WHAT TO PRODUCE> Retype, word for word, each line between the lines holding "Doc-Scanner Common Library" and "pub mod error;", inclusive, and leave the rest of the data alone.

-------------------------

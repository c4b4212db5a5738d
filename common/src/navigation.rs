//! Dashboard navigation state
//!
//! `ViewState` holds the active index and the display mode. Every transition
//! takes the current item count, so the index is always kept modulo it.

/// Horizontal travel a drag must exceed before it counts as a swipe.
pub const SWIPE_THRESHOLD_PX: f32 = 50.0;

#[derive(Debug, Clone, Copy, PartialEq, Eq, Default)]
pub enum ViewMode {
    #[default]
    Carousel,
    Grid,
}

impl ViewMode {
    pub fn toggled(self) -> Self {
        match self {
            ViewMode::Carousel => ViewMode::Grid,
            ViewMode::Grid => ViewMode::Carousel,
        }
    }

    pub fn label(self) -> &'static str {
        match self {
            ViewMode::Carousel => "Carrossel",
            ViewMode::Grid => "Grade",
        }
    }
}

#[derive(Debug, Clone, Copy, PartialEq, Eq, Default)]
pub struct ViewState {
    active_index: usize,
    view_mode: ViewMode,
}

impl ViewState {
    pub fn new(active_index: usize, view_mode: ViewMode) -> Self {
        Self { active_index, view_mode }
    }

    pub fn active_index(&self) -> usize {
        self.active_index
    }

    pub fn view_mode(&self) -> ViewMode {
        self.view_mode
    }

    pub fn next(&mut self, count: usize) {
        if count == 0 {
            return;
        }
        self.active_index = (self.active_index + 1) % count;
    }

    pub fn previous(&mut self, count: usize) {
        if count == 0 {
            return;
        }
        self.active_index = if self.active_index == 0 {
            count - 1
        } else {
            (self.active_index - 1) % count
        };
    }

    /// Focuses `index`. Out-of-range indices wrap.
    pub fn select(&mut self, index: usize, count: usize) {
        if count == 0 {
            return;
        }
        self.active_index = index % count;
    }

    /// Leaves `active_index` untouched.
    pub fn toggle_view_mode(&mut self) {
        self.view_mode = self.view_mode.toggled();
    }

    /// Re-applies the modulo after the item list was replaced.
    pub fn normalize(&mut self, count: usize) {
        self.active_index = if count == 0 { 0 } else { self.active_index % count };
    }

    pub fn apply(&mut self, swipe: SwipeDirection, count: usize) {
        match swipe {
            SwipeDirection::Next => self.next(count),
            SwipeDirection::Previous => self.previous(count),
        }
    }
}

#[derive(Debug, Clone, Copy, PartialEq, Eq)]
pub enum SwipeDirection {
    /// Leftward drag.
    Next,
    /// Rightward drag.
    Previous,
}

/// Threshold gesture recognizer for mouse drags and touch swipes.
#[derive(Debug, Clone, Copy, Default)]
pub struct SwipeTracker {
    start_x: Option<f32>,
}

impl SwipeTracker {
    pub fn begin(&mut self, x: f32) {
        self.start_x = Some(x);
    }

    pub fn is_tracking(&self) -> bool {
        self.start_x.is_some()
    }

    /// Ends the gesture. An end without a matching begin is ignored.
    pub fn end(&mut self, x: f32) -> Option<SwipeDirection> {
        let start = self.start_x.take()?;
        let delta = x - start;
        if delta.abs() > SWIPE_THRESHOLD_PX {
            Some(if delta < 0.0 {
                SwipeDirection::Next
            } else {
                SwipeDirection::Previous
            })
        } else {
            None
        }
    }

    pub fn cancel(&mut self) {
        self.start_x = None;
    }
}

#[cfg(test)]
mod tests {
    use super::*;

    #[test]
    fn test_next_then_previous_round_trips() {
        for count in 2..10 {
            for start in 0..count {
                let mut state = ViewState::new(start, ViewMode::Carousel);
                state.next(count);
                state.previous(count);
                assert_eq!(state.active_index(), start, "count={count} start={start}");
            }
        }
    }

    #[test]
    fn test_wraparound() {
        let mut state = ViewState::new(0, ViewMode::Carousel);
        state.previous(5);
        assert_eq!(state.active_index(), 4);
        state.next(5);
        assert_eq!(state.active_index(), 0);
    }

    #[test]
    fn test_empty_list_is_noop() {
        let mut state = ViewState::default();
        state.next(0);
        state.previous(0);
        state.select(3, 0);
        assert_eq!(state.active_index(), 0);
    }

    #[test]
    fn test_toggle_keeps_index() {
        let mut state = ViewState::new(3, ViewMode::Carousel);
        state.toggle_view_mode();
        assert_eq!(state.view_mode(), ViewMode::Grid);
        assert_eq!(state.active_index(), 3);
        state.toggle_view_mode();
        assert_eq!(state.view_mode(), ViewMode::Carousel);
    }

    #[test]
    fn test_normalize_after_shrink() {
        let mut state = ViewState::new(4, ViewMode::Grid);
        state.normalize(3);
        assert_eq!(state.active_index(), 1);
        state.normalize(0);
        assert_eq!(state.active_index(), 0);
    }

    #[test]
    fn test_swipe_threshold_boundary() {
        let mut tracker = SwipeTracker::default();
        tracker.begin(200.0);
        assert_eq!(tracker.end(150.0), None);

        tracker.begin(200.0);
        assert_eq!(tracker.end(149.0), Some(SwipeDirection::Next));

        tracker.begin(200.0);
        assert_eq!(tracker.end(250.0), None);

        tracker.begin(200.0);
        assert_eq!(tracker.end(251.0), Some(SwipeDirection::Previous));
    }

    #[test]
    fn test_swipe_end_without_begin() {
        let mut tracker = SwipeTracker::default();
        assert_eq!(tracker.end(999.0), None);

        tracker.begin(0.0);
        assert!(tracker.is_tracking());
        assert_eq!(tracker.end(-100.0), Some(SwipeDirection::Next));
        assert!(!tracker.is_tracking());
        assert_eq!(tracker.end(-200.0), None);
    }

    #[test]
    fn test_apply_swipe() {
        let mut state = ViewState::new(0, ViewMode::Carousel);
        state.apply(SwipeDirection::Previous, 3);
        assert_eq!(state.active_index(), 2);
        state.apply(SwipeDirection::Next, 3);
        assert_eq!(state.active_index(), 0);
    }
}
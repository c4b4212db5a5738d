use std::path::PathBuf;

use doc_scanner_common::{Dashboard, ModalState, UploadForm};

#[derive(Debug, Clone, Copy, PartialEq, Eq, Default)]
pub enum Tab {
    #[default]
    Upload,
    Documents,
}

impl Tab {
    pub fn label(self) -> &'static str {
        match self {
            Tab::Upload => "Enviar Documento",
            Tab::Documents => "Documentos",
        }
    }
}

/// Which detail window a modal belongs to.
#[derive(Debug, Clone, Copy, PartialEq, Eq)]
pub enum ModalSource {
    Upload,
    Dashboard,
}

#[derive(Debug, Clone, Default)]
pub struct AppState {
    pub tab: Tab,
    pub form: UploadForm,
    /// Path behind the form's current selection.
    pub selected_path: Option<PathBuf>,
    pub upload_modal: ModalState,
    pub dashboard: Dashboard,
}

impl AppState {
    /// Validates and stores a picked file. Rejected files clear the path too.
    pub fn select_file(&mut self, path: PathBuf) -> bool {
        let name = path
            .file_name()
            .map(|n| n.to_string_lossy().to_string())
            .unwrap_or_default();
        let mime = mime_guess::from_path(&path).first_or_octet_stream().to_string();
        if self.form.select_file(&name, &mime) {
            self.selected_path = Some(path);
            true
        } else {
            self.selected_path = None;
            false
        }
    }

    pub fn modal(&self, source: ModalSource) -> &ModalState {
        match source {
            ModalSource::Upload => &self.upload_modal,
            ModalSource::Dashboard => self.dashboard.modal(),
        }
    }

    pub fn close_modal(&mut self, source: ModalSource) {
        match source {
            ModalSource::Upload => self.upload_modal.close(),
            ModalSource::Dashboard => self.dashboard.close_modal(),
        }
    }
}
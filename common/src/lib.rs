//! Doc-Scanner Common Library
//!
//! Shared by the CLI and the desktop viewer. Everything here is free of I/O:
//! the schema of an analysis result, the dashboard/carousel state, the
//! upload form state and the export building blocks.

pub mod carousel;
pub mod detail;
pub mod error;
pub mod export;
pub mod listing;
pub mod modal;
pub mod navigation;
pub mod retry;
pub mod types;
pub mod upload;

pub use carousel::{item_style, ItemStyle};
pub use detail::{DetailField, DetailView, ProductTable};
pub use error::{Error, Result};
pub use listing::{Dashboard, DocumentListItem, FetchState};
pub use modal::ModalState;
pub use navigation::{SwipeDirection, SwipeTracker, ViewMode, ViewState};
pub use retry::RetryPolicy;
pub use types::{AnalysisResult, OrNotAvailable, NOT_AVAILABLE};
pub use upload::UploadForm;
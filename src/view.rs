//! Plain-text rendering of the detail view, the list and the carousel
//! layout for the terminal.

use doc_scanner_common::carousel::{layout, paint_order};
use doc_scanner_common::listing::DocumentListItem;
use doc_scanner_common::upload::quick_summary;
use doc_scanner_common::{AnalysisResult, DetailField, DetailView, ProductTable, ViewMode};
use std::fmt::Write;

const RULE_WIDTH: usize = 60;

fn rule(out: &mut String, c: char) {
    let _ = writeln!(out, "{}", c.to_string().repeat(RULE_WIDTH));
}

fn section(out: &mut String, heading: &str) {
    let _ = writeln!(out);
    let _ = writeln!(out, "{}", heading);
    rule(out, '-');
}

fn fields(out: &mut String, fields: &[DetailField]) {
    let width = fields.iter().map(|f| f.label.chars().count()).max().unwrap_or(0);
    for field in fields {
        let pad = width - field.label.chars().count();
        let _ = writeln!(out, "{}:{} {}", field.label, " ".repeat(pad), field.display());
    }
}

fn table(out: &mut String, table: &ProductTable) {
    let columns = table.column_count();
    let mut widths = vec![0usize; columns];
    for row in std::iter::once(&table.header).chain(table.rows.iter()) {
        for (i, cell) in row.iter().enumerate() {
            widths[i] = widths[i].max(cell.chars().count());
        }
    }
    let line = |row: &[String]| {
        (0..columns)
            .map(|i| {
                let cell = row.get(i).map(String::as_str).unwrap_or("");
                format!("{}{}", cell, " ".repeat(widths[i] - cell.chars().count()))
            })
            .collect::<Vec<_>>()
            .join(" | ")
    };
    let _ = writeln!(out, "{}", line(&table.header).trim_end());
    let _ = writeln!(
        out,
        "{}",
        widths.iter().map(|w| "-".repeat(*w)).collect::<Vec<_>>().join("-+-")
    );
    for row in &table.rows {
        let _ = writeln!(out, "{}", line(row).trim_end());
    }
}

/// The detail modal as text. The JSON dump is optional since it repeats
/// everything above it.
pub fn render_detail(view: &DetailView, with_json: bool) -> String {
    let mut out = String::new();
    rule(&mut out, '=');
    let _ = writeln!(out, "{}", view.title);
    rule(&mut out, '=');

    section(&mut out, "Informações Principais");
    fields(&mut out, &view.main);

    section(&mut out, "Detalhes do Transporte");
    fields(&mut out, &view.transport);

    if let Some(products) = &view.products {
        section(&mut out, "Produtos Enviados");
        table(&mut out, products);
    }

    section(&mut out, "Conteúdo Bruto (OCR)");
    let _ = writeln!(out, "{}", view.raw_text);

    if with_json {
        section(&mut out, "JSON Completo");
        let _ = writeln!(out, "{}", view.raw_json);
    }
    out
}

/// "Resumo Rápido" shown after an upload.
pub fn render_summary(result: &AnalysisResult) -> String {
    let mut out = String::new();
    let _ = writeln!(out, "Resumo Rápido");
    for (label, value) in quick_summary(result) {
        let _ = writeln!(out, "  {}: {}", label, value);
    }
    out
}

pub fn render_list(items: &[DocumentListItem]) -> String {
    let mut out = String::new();
    for item in items {
        let _ = writeln!(out, "{:>3}  {}  ({})", item.index + 1, item.name, item.date);
    }
    out
}

/// Layout of every item around `active_index`, in index order, followed by
/// the back-to-front paint order. Grid mode lists the cells instead.
pub fn render_carousel(active_index: usize, count: usize, mode: ViewMode) -> String {
    let mut out = String::new();
    if count == 0 {
        let _ = writeln!(out, "(vazio)");
        return out;
    }
    let active = active_index % count;

    match mode {
        ViewMode::Grid => {
            for index in 0..count {
                let marker = if index == active { '*' } else { ' ' };
                let _ = writeln!(out, "{} [{}]", marker, index);
            }
        }
        ViewMode::Carousel => {
            let _ = writeln!(
                out,
                "{:>5} {:>6} {:>8} {:>6} {:>7} {:>4} {:>7} {:>7}",
                "index", "offset", "position", "scale", "left", "z", "rotateY", "depth"
            );
            for (index, style) in layout(active, count).iter().enumerate() {
                let _ = writeln!(
                    out,
                    "{:>5} {:>6} {:>8} {:>6.1} {:>7} {:>4} {:>7} {:>7}",
                    index,
                    style.offset,
                    style.position,
                    style.scale,
                    style.css_left(),
                    style.z_index,
                    format!("{}deg", style.rotate_y_deg),
                    format!("{}px", style.depth_px),
                );
            }
            let order = paint_order(active, count)
                .iter()
                .map(|i| i.to_string())
                .collect::<Vec<_>>()
                .join(" -> ");
            let _ = writeln!(out, "paint order: {}", order);
        }
    }
    out
}

#[cfg(test)]
mod tests {
    use super::*;
    use serde_json::json;

    fn sample() -> AnalysisResult {
        AnalysisResult::from_value(json!({
            "data": {
                "documento": {
                    "tipo_documento": "nota_de_remessa",
                    "metadata": { "nome_arquivo": "nota.png" },
                    "conteudo_completo": "NOTA 123"
                },
                "transporte": { "nome_do_caminhoneiro": { "valor": "Ana" } },
                "tabelas_detectadas": [{
                    "dados_estruturados": [["Produto", "Qtd"], ["", ""], ["Brita", "10"]]
                }]
            }
        }))
        .unwrap()
    }

    #[test]
    fn test_render_detail_sections() {
        let text = render_detail(&DetailView::from_result(&sample()), false);
        assert!(text.contains("NOTA DE REMESSA"));
        assert!(text.contains("Nome do Arquivo: nota.png"));
        assert!(text.contains("Motorista:"));
        assert!(text.contains("Placa:"));
        assert!(text.contains("N/A"));
        assert!(text.contains("Brita   | 10"));
        assert!(text.contains("NOTA 123"));
        assert!(!text.contains("JSON Completo"));
    }

    #[test]
    fn test_render_detail_with_json() {
        let text = render_detail(&DetailView::from_result(&sample()), true);
        assert!(text.contains("JSON Completo"));
        assert!(text.contains("\"nome_arquivo\": \"nota.png\""));
    }

    #[test]
    fn test_render_summary() {
        let text = render_summary(&sample());
        assert!(text.contains("Arquivo: nota.png"));
        assert!(text.contains("Motorista: Ana"));
        assert!(text.contains("Data Saída: N/A"));
    }

    #[test]
    fn test_render_carousel() {
        let text = render_carousel(2, 5, ViewMode::Carousel);
        let lines: Vec<&str> = text.lines().collect();
        assert_eq!(lines.len(), 7);
        // active item: offset 0, position -2
        assert!(lines[3].contains("-2"));
        assert!(lines[3].contains("1.4"));
        assert!(lines[6].starts_with("paint order:"));
    }

    #[test]
    fn test_render_carousel_empty() {
        assert_eq!(render_carousel(0, 0, ViewMode::Carousel).trim(), "(vazio)");
    }

    #[test]
    fn test_render_grid_marks_active() {
        let text = render_carousel(6, 3, ViewMode::Grid);
        assert_eq!(text.lines().nth(0), Some("* [0]"));
    }
}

-------------------------

OUTPUT OF THE TASK>
//! Doc-Scanner Common Library
//!
//! Shared by the CLI and the desktop viewer. Everything here is free of I/O:
//! the schema of an analysis result, the dashboard/carousel state, the
//! upload form state and the export building blocks.

pub mod carousel;
pub mod detail;
pub mod error;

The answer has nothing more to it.